From the entries below, return every line that includes the word "records".

(Exercise input begins)

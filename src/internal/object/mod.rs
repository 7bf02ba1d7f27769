//! Object model definitions for Git blobs, trees, commits, and tags, and
//! the supporting trait that lets the object database create strongly typed
//! values from raw bytes.

pub mod blob;
pub mod commit;
pub mod signature;
pub mod tag;
pub mod tree;
pub mod types;

use std::fmt::Display;

use crate::{errors::GitError, hash::ObjectHash, internal::object::types::ObjectType};

/// **The Object Trait**
///
/// Common interface for the four base Git object types. Decoders take the
/// undeltified, inflated body (after the `<type> <len>\0` header) together
/// with the object id under which the bytes were found.
pub trait ObjectTrait: Send + Sync + Display {
    /// Create a typed object from its body bytes.
    fn from_bytes(data: &[u8], hash: ObjectHash) -> Result<Self, GitError>
    where
        Self: Sized;

    /// Returns the type of the object.
    fn get_type(&self) -> ObjectType;

    /// Re-encode the body bytes exactly as stored.
    fn to_data(&self) -> Result<Vec<u8>, GitError>;

    /// Computes the object hash from serialized data.
    ///
    /// Default implementation serializes the object and computes the hash
    /// from that data.
    fn object_hash(&self) -> Result<ObjectHash, GitError> {
        let data = self.to_data()?;
        Ok(ObjectHash::from_type_and_data(self.get_type(), &data))
    }
}
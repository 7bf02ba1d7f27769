//! The structured facade: a lazily navigated, memoising view over the
//! primitive repository API.
//!
//! Opening resolves the branch, remote-branch, tag, and head views in
//! parallel and freezes them as immutable maps (the same snapshot
//! semantics as the primitive layer). Commits and tags read through the
//! facade are memoised by hash, so re-navigating the graph never re-reads
//! the object store. Unlike primitive records, the facade holds the
//! repository alive: records obtained from it remain usable until the
//! facade itself is dropped.

use std::{collections::HashMap, path::Path, sync::Arc};

use dashmap::DashMap;
use serde::{Deserialize, Serialize};

use crate::{
    errors::GitError,
    hash::ObjectHash,
    internal::object::{commit::Commit, tag::Tag, tree::Tree},
    repository::{
        OpenOptions, Repository,
        refs::{Head, TagReference},
    },
    sync::join3,
};

/// A branch view: local or remote-tracking, with its head commit hash.
#[derive(Debug, Clone, PartialEq, Eq, Serialize, Deserialize)]
pub struct Branch {
    pub name: String,
    pub is_remote: bool,
    pub head: ObjectHash,
}

/// Navigable, memoising repository view.
pub struct StructuredRepository {
    repository: Repository,
    head: Option<Head>,
    branches: HashMap<String, Branch>,
    remote_branches: HashMap<String, Branch>,
    tags: HashMap<String, TagReference>,
    commits: DashMap<ObjectHash, Arc<Commit>>,
    tag_objects: DashMap<String, Arc<Tag>>,
}

impl StructuredRepository {
    /// Open a repository and build the structured views.
    pub async fn open(path: impl AsRef<Path>) -> Result<StructuredRepository, GitError> {
        Self::open_with(path, OpenOptions::default()).await
    }

    /// Open with explicit options.
    pub async fn open_with(
        path: impl AsRef<Path>,
        options: OpenOptions,
    ) -> Result<StructuredRepository, GitError> {
        let repository = Repository::open_with(path, options).await?;

        let head = repository.head().await?;
        let (branches, remote_branches, tags) = join3(
            repository.branches(),
            repository.remote_branches(),
            repository.tags(),
        )
        .await?;

        let branches = branches
            .into_iter()
            .map(|reference| {
                (
                    reference.name.clone(),
                    Branch {
                        name: reference.name,
                        is_remote: false,
                        head: reference.target,
                    },
                )
            })
            .collect();
        let remote_branches = remote_branches
            .into_iter()
            .map(|reference| {
                (
                    reference.name.clone(),
                    Branch {
                        name: reference.name,
                        is_remote: true,
                        head: reference.target,
                    },
                )
            })
            .collect();
        let tags = tags
            .into_iter()
            .map(|tag| (tag.name.clone(), tag))
            .collect();

        Ok(StructuredRepository {
            repository,
            head,
            branches,
            remote_branches,
            tags,
            commits: DashMap::new(),
            tag_objects: DashMap::new(),
        })
    }

    /// The underlying primitive handle.
    pub fn repository(&self) -> &Repository {
        &self.repository
    }

    /// HEAD as captured at open, `None` for an unborn branch.
    pub fn head(&self) -> Option<&Head> {
        self.head.as_ref()
    }

    /// Local branches by name.
    pub fn branches(&self) -> &HashMap<String, Branch> {
        &self.branches
    }

    /// Remote-tracking branches by name.
    pub fn remote_branches(&self) -> &HashMap<String, Branch> {
        &self.remote_branches
    }

    /// Tags by name.
    pub fn tags(&self) -> &HashMap<String, TagReference> {
        &self.tags
    }

    /// Read and memoise the commit for `hash`.
    pub async fn commit(&self, hash: ObjectHash) -> Result<Arc<Commit>, GitError> {
        if let Some(hit) = self.commits.get(&hash) {
            return Ok(hit.clone());
        }
        let commit = Arc::new(self.repository.get_commit(hash).await?);
        self.commits.insert(hash, commit.clone());
        Ok(commit)
    }

    /// The commit HEAD points at, `None` for an unborn branch.
    pub async fn head_commit(&self) -> Result<Option<Arc<Commit>>, GitError> {
        match &self.head {
            Some(head) => Ok(Some(self.commit(head.target()).await?)),
            None => Ok(None),
        }
    }

    /// The decoded head commit of a branch view.
    pub async fn branch_commit(&self, branch: &Branch) -> Result<Arc<Commit>, GitError> {
        self.commit(branch.head).await
    }

    /// Read and memoise the tag record for a tag view (annotated object or
    /// synthesised lightweight record).
    pub async fn tag(&self, reference: &TagReference) -> Result<Arc<Tag>, GitError> {
        if let Some(hit) = self.tag_objects.get(&reference.name) {
            return Ok(hit.clone());
        }
        let tag = Arc::new(self.repository.get_tag(reference).await?);
        self.tag_objects.insert(reference.name.clone(), tag.clone());
        Ok(tag)
    }

    /// Resolve a tag view to its commit. Uses the peeled hash from
    /// `packed-refs` when available, avoiding the tag object read.
    pub async fn tag_commit(&self, reference: &TagReference) -> Result<Arc<Commit>, GitError> {
        if let Some(peeled) = reference.peeled {
            return self.commit(peeled).await;
        }
        let commit = self.repository.get_tag_commit(reference).await?;
        let hash = commit.id;
        let commit = Arc::new(commit);
        self.commits.entry(hash).or_insert_with(|| commit.clone());
        Ok(commit)
    }

    /// Decoded parent commits, primary parent first.
    pub async fn parent_commits(&self, commit: &Commit) -> Result<Vec<Arc<Commit>>, GitError> {
        let mut parents = Vec::with_capacity(commit.parent_ids.len());
        for parent in &commit.parent_ids {
            parents.push(self.commit(*parent).await?);
        }
        Ok(parents)
    }

    /// The root tree of a commit.
    pub async fn commit_tree(&self, commit: &Commit) -> Result<Tree, GitError> {
        self.repository.get_tree(commit.tree_id).await
    }

    /// Branches (local and remote) whose head is exactly `commit`.
    pub fn related_branches(&self, commit: ObjectHash) -> Vec<&Branch> {
        let mut related: Vec<&Branch> = self
            .branches
            .values()
            .chain(self.remote_branches.values())
            .filter(|branch| branch.head == commit)
            .collect();
        related.sort_by(|a, b| (a.is_remote, &a.name).cmp(&(b.is_remote, &b.name)));
        related
    }

    /// Tags whose target (peeled when the tag is annotated) is exactly
    /// `commit`.
    pub async fn related_tags(&self, commit: ObjectHash) -> Result<Vec<&TagReference>, GitError> {
        let mut related = Vec::new();
        for tag in self.tags.values() {
            if tag.target == commit {
                related.push(tag);
                continue;
            }
            let peeled = match tag.peeled {
                Some(peeled) => peeled,
                None => self.tag_commit(tag).await?.id,
            };
            if peeled == commit {
                related.push(tag);
            }
        }
        related.sort_by(|a, b| a.name.cmp(&b.name));
        Ok(related)
    }
}
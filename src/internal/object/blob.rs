//! The Blob object stores raw file content. It carries no structure of its
//! own: the body bytes are the file bytes, and the id is the hash of
//! `"blob <len>\0"` plus those bytes.

use std::fmt::Display;

use serde::{Deserialize, Serialize};

use crate::{
    errors::GitError,
    hash::ObjectHash,
    internal::object::{ObjectTrait, types::ObjectType},
};

/// Raw file content addressed by its object id.
#[derive(Eq, Debug, Clone, Serialize, Deserialize)]
pub struct Blob {
    pub id: ObjectHash,
    pub data: Vec<u8>,
}

impl PartialEq for Blob {
    fn eq(&self, other: &Self) -> bool {
        self.id == other.id
    }
}

impl Display for Blob {
    fn fmt(&self, f: &mut std::fmt::Formatter) -> std::fmt::Result {
        write!(f, "blob {} ({} bytes)", self.id, self.data.len())
    }
}

impl Blob {
    /// Build a blob from content, computing its id.
    pub fn from_content(data: Vec<u8>) -> Blob {
        let id = ObjectHash::from_type_and_data(ObjectType::Blob, &data);
        Blob { id, data }
    }
}

impl ObjectTrait for Blob {
    fn from_bytes(data: &[u8], hash: ObjectHash) -> Result<Self, GitError> {
        Ok(Blob {
            id: hash,
            data: data.to_vec(),
        })
    }

    fn get_type(&self) -> ObjectType {
        ObjectType::Blob
    }

    fn to_data(&self) -> Result<Vec<u8>, GitError> {
        Ok(self.data.clone())
    }
}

(Exercise input ends)

**Output of the exercise:**
//! the object store. Unlike primitive records, the facade holds the
//! repository alive: records obtained from it remain usable until the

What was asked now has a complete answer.